Se não conseguir o padre, vou-me virar para o Bin laden, já que se o meu antecessor neste cargo conseguiu descobrir um navio titanic(o) que se afundou para aí há 100 anos e deu uma porrada de massa aos patrocinadores com as audiências no cinema e na tv, mais fácil será para mim descobrir um corpo de há menos tempo e em águas menos profundas. Mesmo morto sei que não resistirá ao charme do meu dinheiro para confessar tudo, para gáudio do público, agora que os confessionários se instalaram na tv.
A tv é como a magia, considerada a arte do encanto. O truque do mágico consiste em não ser descoberto. Todos sabemos que aquilo não pode ser, mas gabamos a habilidade deste fabricante de ilusões, as coisas que andou a fazer nos bastidores do palco, ou quando saca da manga uma série de produtos que despistam ou encobrem os anteriores. Há ilusionistas que deixam que nos treinos dos ensaios todos os que o rodeiam assistam à sua preparação. Sabem-no desde sempre os empresários e o stafe, que se calam pois o espetáculo tal como no circo deve continuar. Só por despeito as acompanhantes irão revelar o segredo do truque do ilusionista para não ter que matar a galinha dos ovos de ouro dos empresários, a menos que lhes paguem bem (é aqui que eu entro).
Se algum vem depois confessar como se faz (eu ajudo, já disse), perde-se o encanto e encolhemos os ombros. Qualquer um de nós fica apto nos truques depois de sabermos como se fazem.

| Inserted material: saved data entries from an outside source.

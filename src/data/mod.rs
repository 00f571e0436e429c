//! Core data models for the NASA viewer
//!
//! This module contains the data types used throughout the application for
//! representing the astronomy picture of the day, Mars rover photos, and
//! near-Earth object feeds, mirroring the field names of NASA's JSON
//! responses so they deserialize directly.

pub mod nasa;

pub use nasa::{NasaApiError, NasaClient};

use serde::{Deserialize, Serialize};
use std::collections::BTreeMap;

use crate::validation;

/// The Mars rovers with queryable photo archives.
#[derive(Debug, Clone, Copy, PartialEq, Eq, Serialize, Deserialize)]
pub enum Rover {
    Curiosity,
    Opportunity,
    Spirit,
}

impl Rover {
    /// All rovers in selector order.
    pub fn all() -> [Rover; 3] {
        [Rover::Curiosity, Rover::Opportunity, Rover::Spirit]
    }

    /// Lowercase name as used in API paths and cache keys.
    pub fn as_str(&self) -> &'static str {
        match self {
            Rover::Curiosity => "curiosity",
            Rover::Opportunity => "opportunity",
            Rover::Spirit => "spirit",
        }
    }

    /// Capitalized name for display.
    pub fn display_name(&self) -> &'static str {
        match self {
            Rover::Curiosity => "Curiosity",
            Rover::Opportunity => "Opportunity",
            Rover::Spirit => "Spirit",
        }
    }

    /// The next rover in selector order, wrapping around.
    pub fn next(&self) -> Rover {
        match self {
            Rover::Curiosity => Rover::Opportunity,
            Rover::Opportunity => Rover::Spirit,
            Rover::Spirit => Rover::Curiosity,
        }
    }

    /// Highest sol with photos for this rover.
    pub fn max_sol(&self) -> u32 {
        validation::max_sol(self.as_str())
    }

    /// Looks up a rover by name, case-insensitively.
    pub fn from_name(name: &str) -> Option<Rover> {
        match name.to_lowercase().as_str() {
            "curiosity" => Some(Rover::Curiosity),
            "opportunity" => Some(Rover::Opportunity),
            "spirit" => Some(Rover::Spirit),
            _ => None,
        }
    }
}

/// One astronomy picture of the day entry.
///
/// `media_type` is "image" or "video"; video entries have no `hdurl` and
/// their `url` points at an embeddable player rather than an image.
#[derive(Debug, Clone, PartialEq, Serialize, Deserialize)]
pub struct Apod {
    /// Date the entry was published (YYYY-MM-DD)
    pub date: String,
    /// Title of the picture
    pub title: String,
    /// Explanatory text written by an astronomer
    pub explanation: String,
    /// Either "image" or "video"
    pub media_type: String,
    /// URL of the media
    pub url: String,
    /// URL of the high-resolution image, when one exists
    #[serde(default, skip_serializing_if = "Option::is_none")]
    pub hdurl: Option<String>,
    /// Copyright holder, absent for public-domain entries
    #[serde(default, skip_serializing_if = "Option::is_none")]
    pub copyright: Option<String>,
}

impl Apod {
    /// The best available media URL, preferring the high-resolution one.
    pub fn best_url(&self) -> &str {
        self.hdurl.as_deref().unwrap_or(&self.url)
    }
}

/// A single Mars rover photo.
#[derive(Debug, Clone, PartialEq, Serialize, Deserialize)]
pub struct MarsPhoto {
    /// Unique photo identifier
    pub id: u64,
    /// Martian day the photo was taken
    pub sol: u32,
    /// Camera that took the photo
    pub camera: Camera,
    /// URL of the photo
    pub img_src: String,
    /// Earth date the photo was taken (YYYY-MM-DD)
    pub earth_date: String,
    /// Rover that took the photo
    pub rover: RoverInfo,
}

/// Camera metadata attached to a Mars photo.
#[derive(Debug, Clone, PartialEq, Serialize, Deserialize)]
pub struct Camera {
    /// Short camera code (e.g. "NAVCAM")
    pub name: String,
    /// Human-readable camera name
    pub full_name: String,
}

/// Rover metadata attached to a Mars photo.
#[derive(Debug, Clone, PartialEq, Serialize, Deserialize)]
pub struct RoverInfo {
    /// Rover name as reported by the API
    pub name: String,
}

/// A near-Earth object feed, grouped by approach date.
#[derive(Debug, Clone, PartialEq, Serialize, Deserialize)]
pub struct NeoFeed {
    /// Total number of objects across all dates
    pub element_count: u32,
    /// Objects keyed by approach date (YYYY-MM-DD)
    pub near_earth_objects: BTreeMap<String, Vec<NeoObject>>,
}

impl NeoFeed {
    /// The first date in the feed with its objects, if any.
    ///
    /// The viewer requests single-day feeds, so this is normally the only
    /// date present.
    pub fn first_date(&self) -> Option<(&str, &[NeoObject])> {
        self.near_earth_objects
            .iter()
            .next()
            .map(|(date, objects)| (date.as_str(), objects.as_slice()))
    }
}

/// One near-Earth object from the feed.
///
/// The distance and velocity figures arrive as strings on the wire and are
/// parsed only for display.
#[derive(Debug, Clone, PartialEq, Serialize, Deserialize)]
pub struct NeoObject {
    /// Unique object identifier
    pub id: String,
    /// Object designation (e.g. "(2024 AB)")
    pub name: String,
    /// Estimated size range
    pub estimated_diameter: EstimatedDiameter,
    /// Whether NASA classifies the object as potentially hazardous
    pub is_potentially_hazardous_asteroid: bool,
    /// Close approach events, usually one per feed entry
    pub close_approach_data: Vec<CloseApproach>,
}

impl NeoObject {
    /// Midpoint of the estimated diameter range, in meters.
    pub fn average_diameter_m(&self) -> f64 {
        let meters = &self.estimated_diameter.meters;
        (meters.estimated_diameter_min + meters.estimated_diameter_max) / 2.0
    }

    /// Miss distance of the first close approach, in kilometers.
    pub fn miss_distance_km(&self) -> Option<f64> {
        self.close_approach_data
            .first()?
            .miss_distance
            .kilometers
            .parse()
            .ok()
    }

    /// Relative velocity of the first close approach, in km/h.
    pub fn velocity_kmh(&self) -> Option<f64> {
        self.close_approach_data
            .first()?
            .relative_velocity
            .kilometers_per_hour
            .parse()
            .ok()
    }
}

/// Estimated diameter range of a near-Earth object.
#[derive(Debug, Clone, PartialEq, Serialize, Deserialize)]
pub struct EstimatedDiameter {
    /// Range expressed in meters
    pub meters: DiameterRange,
}

/// Lower and upper bounds of a diameter estimate.
#[derive(Debug, Clone, PartialEq, Serialize, Deserialize)]
pub struct DiameterRange {
    pub estimated_diameter_min: f64,
    pub estimated_diameter_max: f64,
}

/// One close approach event for a near-Earth object.
#[derive(Debug, Clone, PartialEq, Serialize, Deserialize)]
pub struct CloseApproach {
    /// How far the object passes from Earth
    pub miss_distance: MissDistance,
    /// How fast the object is moving relative to Earth
    pub relative_velocity: RelativeVelocity,
}

/// Miss distance in the units the feed provides.
#[derive(Debug, Clone, PartialEq, Serialize, Deserialize)]
pub struct MissDistance {
    /// Distance in kilometers, as a decimal string
    pub kilometers: String,
}

/// Relative velocity in the units the feed provides.
#[derive(Debug, Clone, PartialEq, Serialize, Deserialize)]
pub struct RelativeVelocity {
    /// Speed in km/h, as a decimal string
    pub kilometers_per_hour: String,
}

Um magico que desfez recentemente o encanto (outro infiel está visto) foi o homem das t(f)acadas. Ora o encanto (no casamento) é não se ser apanhado, mas sendo vale a pena desmentir publicamente? Este rapaz com o taco nas mãos passava todo o ano por esses campo fora a enfiá-lo nos buracos (para retirar as bolas claro) lembram-se, não o fez e assumiu. Aqui para nós, o que é que os puritanos esperavam dum tipo com um nome destes (tiger woods) que traduzido aí para portugal seria, o tigre da mata ou da madeira (do pau digo eu). Daqui a 20 anos se ainda eu tiver verba (e emprego) trago cá o filho do Messi.
O meu trabalho visa as audiências, mas se fosse eu o apresentador começaria este programa com: era uma vez um rapaz a quem todos os colegas de trabalho viraram as costas quando adoeceu, a própria entidade patronal foi ao hospital para que pudesse rescindir o contrato antes que…como se tivesse cancro. E não era que tinha mesmo! Lutou e recuperou, tal como já recuperara dos olhares de recriminação dos amigos, colegas e professores de escola, quando na adolescência o pai o abandonou (ou foi à mãe?). Agora de novo abandonado aos 40 por amigos, marcas e instituições, lá vai ter que lutar para se recuperar socialmente outra vez. Dá para concluir que o homem é mesmo do piorio, porque ao longo da vida todos acabam invariavelmente por o abandonar. Até o cancro já não quer nada com ele.